We all know what MySpace is. We’ve all heard of Facebook. (If you actually don’t know what I’m talking about, I apologize; drop me a line and let me know what it’s been like living under that rock.) But how many of us are actually tapped into these resources? If you think that online communities are just for trendy teenagers, it’s time to think again. Virtual communities are emerging across age, industry, and lifestyle as one of the greatest networking and informational tools to which we have access. So don’t be afraid to jump right in and see where the wave takes you.

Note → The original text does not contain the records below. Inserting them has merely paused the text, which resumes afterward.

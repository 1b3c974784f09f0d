//! Genetic code definition and translation logic.
//!
//! This module provides:
//! - The standard genetic code (NCBI table 1), built once per process
//! - Codon to amino acid translation
//! - The inverse mapping from amino acid to its synonymous codons
//!
//! Both the validator and the optimizer translate through this table.

use std::collections::HashMap;
use std::sync::OnceLock;

use thiserror::Error;

/// Symbol used for stop codons.
pub const STOP: char = '*';

/// NCBI amino-acid string of the standard code, in TCAG codon order.
const STANDARD_NCBIEAA: &str = "FFLLSSSSYY**CC*WLLLLPPPPHHQQRRRRIIIMTTTTNNKKSSRRVVVVAAAADDEEGGGG";

/// A codon could not be translated.
#[derive(Error, Debug, Clone, PartialEq, Eq)]
#[error("Invalid codon '{codon}' at nucleotide {position}")]
pub struct TranslationError {
    /// The offending triplet as found in the input
    pub codon: String,
    /// 1-based nucleotide position of the codon's first base
    pub position: usize,
}

/// A genetic code table for translating codons to amino acids.
#[derive(Debug, Clone)]
pub struct GeneticCode {
    /// Name of the genetic code
    pub name: String,
    /// Codon (DNA, upper-case) to amino acid mapping, 64 entries
    codon_table: HashMap<String, char>,
    /// Amino acid to synonymous codons, in NCBI codon order
    synonyms: HashMap<char, Vec<String>>,
}

impl GeneticCode {
    /// Creates a genetic code from an NCBI 64-character amino-acid string.
    fn new(name: &str, ncbieaa: &str) -> Self {
        let bases = ['T', 'C', 'A', 'G'];
        let mut codon_table = HashMap::with_capacity(64);
        let mut synonyms: HashMap<char, Vec<String>> = HashMap::new();

        // NCBI order: TTT, TTC, TTA, TTG, TCT, TCC, ... (Base1, Base2, Base3)
        let mut aas = ncbieaa.chars();
        for &b1 in &bases {
            for &b2 in &bases {
                for &b3 in &bases {
                    let codon: String = [b1, b2, b3].iter().collect();
                    let aa = aas.next().unwrap_or('X');
                    synonyms.entry(aa).or_default().push(codon.clone());
                    codon_table.insert(codon, aa);
                }
            }
        }

        Self {
            name: name.to_string(),
            codon_table,
            synonyms,
        }
    }

    /// Returns the process-wide standard genetic code.
    pub fn standard() -> &'static GeneticCode {
        static STANDARD: OnceLock<GeneticCode> = OnceLock::new();
        STANDARD.get_or_init(|| GeneticCode::new("Standard", STANDARD_NCBIEAA))
    }

    /// Translates a single codon to an amino acid.
    ///
    /// Case-insensitive; `U` is read as `T`. Returns `None` for anything that
    /// is not a triplet of A, C, G, T/U.
    pub fn translate_codon(&self, codon: &str) -> Option<char> {
        if codon.len() != 3 {
            return None;
        }
        let codon_dna: String = codon
            .chars()
            .map(|c| match c.to_ascii_uppercase() {
                'U' => 'T',
                other => other,
            })
            .collect();
        self.codon_table.get(codon_dna.as_str()).copied()
    }

    /// Byte-slice variant of [`translate_codon`](Self::translate_codon).
    pub fn translate_codon_bytes(&self, codon: &[u8]) -> Option<char> {
        std::str::from_utf8(codon)
            .ok()
            .and_then(|c| self.translate_codon(c))
    }

    /// Translates a whole coding sequence, codon by codon, from frame 0.
    ///
    /// Trailing bases that do not form a complete codon are ignored. Fails on
    /// the first unrecognized codon.
    pub fn translate(&self, sequence: &str) -> Result<Vec<char>, TranslationError> {
        let bytes = sequence.as_bytes();
        let mut protein = Vec::with_capacity(bytes.len() / 3);
        for (i, codon) in bytes.chunks_exact(3).enumerate() {
            match self.translate_codon_bytes(codon) {
                Some(aa) => protein.push(aa),
                None => {
                    return Err(TranslationError {
                        codon: String::from_utf8_lossy(codon).into_owned(),
                        position: i * 3 + 1,
                    })
                }
            }
        }
        Ok(protein)
    }

    /// Returns the codons encoding `aa` (empty for unknown symbols).
    pub fn synonymous_codons(&self, aa: char) -> &[String] {
        self.synonyms.get(&aa).map(Vec::as_slice).unwrap_or(&[])
    }

    /// Iterates over all amino acids (and the stop symbol) with their codons.
    pub fn amino_acids(&self) -> impl Iterator<Item = (char, &[String])> {
        self.synonyms.iter().map(|(&aa, codons)| (aa, codons.as_slice()))
    }

    /// Returns true if the codon is ATG (or AUG).
    pub fn is_start(&self, codon: &[u8]) -> bool {
        matches!(codon, b"ATG" | b"AUG")
    }

    /// Returns true if the codon translates to a stop.
    pub fn is_stop(&self, codon: &[u8]) -> bool {
        self.translate_codon_bytes(codon) == Some(STOP)
    }
}

#[cfg(test)]
mod tests {
    use super::*;

    #[test]
    fn test_standard_code_translation() {
        let standard = GeneticCode::standard();

        assert_eq!(standard.translate_codon("ATG"), Some('M')); // Start codon
        assert_eq!(standard.translate_codon("TAA"), Some(STOP));
        assert_eq!(standard.translate_codon("TAG"), Some(STOP));
        assert_eq!(standard.translate_codon("TGA"), Some(STOP));
        assert_eq!(standard.translate_codon("TTT"), Some('F'));
        assert_eq!(standard.translate_codon("GGG"), Some('G'));
        assert_eq!(standard.translate_codon("TGG"), Some('W'));
    }

    #[test]
    fn test_rna_translation() {
        let standard = GeneticCode::standard();

        // U should be treated as T
        assert_eq!(standard.translate_codon("AUG"), Some('M'));
        assert_eq!(standard.translate_codon("UUU"), Some('F'));
    }

    #[test]
    fn test_unrecognized_codons() {
        let standard = GeneticCode::standard();

        assert_eq!(standard.translate_codon("ATN"), None);
        assert_eq!(standard.translate_codon("NNN"), None);
        assert_eq!(standard.translate_codon("AT"), None);
        assert_eq!(standard.translate_codon("A-G"), None);
    }

    #[test]
    fn test_case_insensitive() {
        let standard = GeneticCode::standard();

        assert_eq!(standard.translate_codon("atg"), Some('M'));
        assert_eq!(standard.translate_codon("AtG"), Some('M'));
    }

    #[test]
    fn test_sequence_translation() {
        let standard = GeneticCode::standard();

        assert_eq!(standard.translate("ATGTTTTAG").unwrap(), vec!['M', 'F', STOP]);
        // Incomplete trailing codon is ignored
        assert_eq!(standard.translate("ATGTT").unwrap(), vec!['M']);

        let err = standard.translate("ATGTTNTAG").unwrap_err();
        assert_eq!(err.codon, "TTN");
        assert_eq!(err.position, 4);
    }

    #[test]
    fn test_synonymous_codons() {
        let standard = GeneticCode::standard();

        assert_eq!(standard.synonymous_codons('M'), ["ATG"]);
        assert_eq!(standard.synonymous_codons('W'), ["TGG"]);
        assert_eq!(standard.synonymous_codons('L').len(), 6);
        assert_eq!(standard.synonymous_codons('R').len(), 6);
        assert_eq!(standard.synonymous_codons(STOP).len(), 3);
        assert!(standard.synonymous_codons('X').is_empty());

        // 20 amino acids + stop, 64 codons in total
        assert_eq!(standard.amino_acids().count(), 21);
        let total: usize = standard.amino_acids().map(|(_, c)| c.len()).sum();
        assert_eq!(total, 64);
    }

    #[test]
    fn test_start_stop() {
        let standard = GeneticCode::standard();

        assert!(standard.is_start(b"ATG"));
        assert!(!standard.is_start(b"GTG"));
        assert!(standard.is_stop(b"TGA"));
        assert!(standard.is_stop(b"UAA"));
        assert!(!standard.is_stop(b"TGG"));
    }
}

Virtual social networks offer many more benefits than just learning your coworker’s favorite bands or sneaking a peak at how many “friends” your competitors have. Creating or joining one of these networks creates what is in essence an instant networking platform, where you can meet, learn about, and collaborate with individuals, companies, resources, organizations and more. Not only is the door open to traditional business networking, but it affords the opportunity for the exchange of any kind of information you’d like: prior work, suggestions, contests, networking forums, archived information- the list goes on and on. A corporate online community can also give your employees, clients, and associates unique voices that almost become testimonials to the human side of your business.
A virtual community can serve many functions and in some cases supercedes the need for a traditional web site. It can become a significant part of your business communications strategy. Let employees write their own bios and credentials, deliver company news as blog or bulletin board entries, post photo and video galleries from clients. Plug in content from other notable authorities relevant to what you sell. The possibilities are endless and the communication is two-way. Invite prospects, clients and resources to join groups and engage with you and each other. It becomes a single, layered, yet easy-to-use interactive package. In essence, your community site becomes a publishing system for a full range of business and personal content.
So you’ve heard the arguments for starting a community site, and you’re pretty sure it would take your company in the right direction; now you’re just not sure how to take that initial step, right? How do you even begin to tap into all of the marvelous resources that an online community can offer? It’s definitely possible to manage a community site the wrong way, and you shouldn’t grope in the dark trying to create or maintain your site. Before adding any content, you must evaluate the specific purposes you want the site to serve and what kind of content can help achieve these goals. Think about how you want to portray your company and who will be viewing your content. A professional marketing or strategic firm with experience in community sites can help you create a site that moves beyond favorite songs and goofy news to create truly marketable, viewer-worthy content.
A word of warning: your online community won’t become an all-in-one, ready-to-go magnetic resource overnight. It will take time to raise awareness and gain membership, and it will even take time for you to become familiar and comfortable with all of the opportunities that your site affords. Get the ball rolling by “seeding” the site with content: begin with your own profile, add photos, video and news, and make it a point to prompt discussions and subgroups. Be sure that internal people and close associates actively participate in the exchange; a community doesn’t work with just one member! Once you have lain down this basic foundation, you can begin to invite more sensitive outside sources to visit the site, set up their own profiles, and begin to exchange information. Before you know it, content will begin to blossom in ways you’d never thought possible.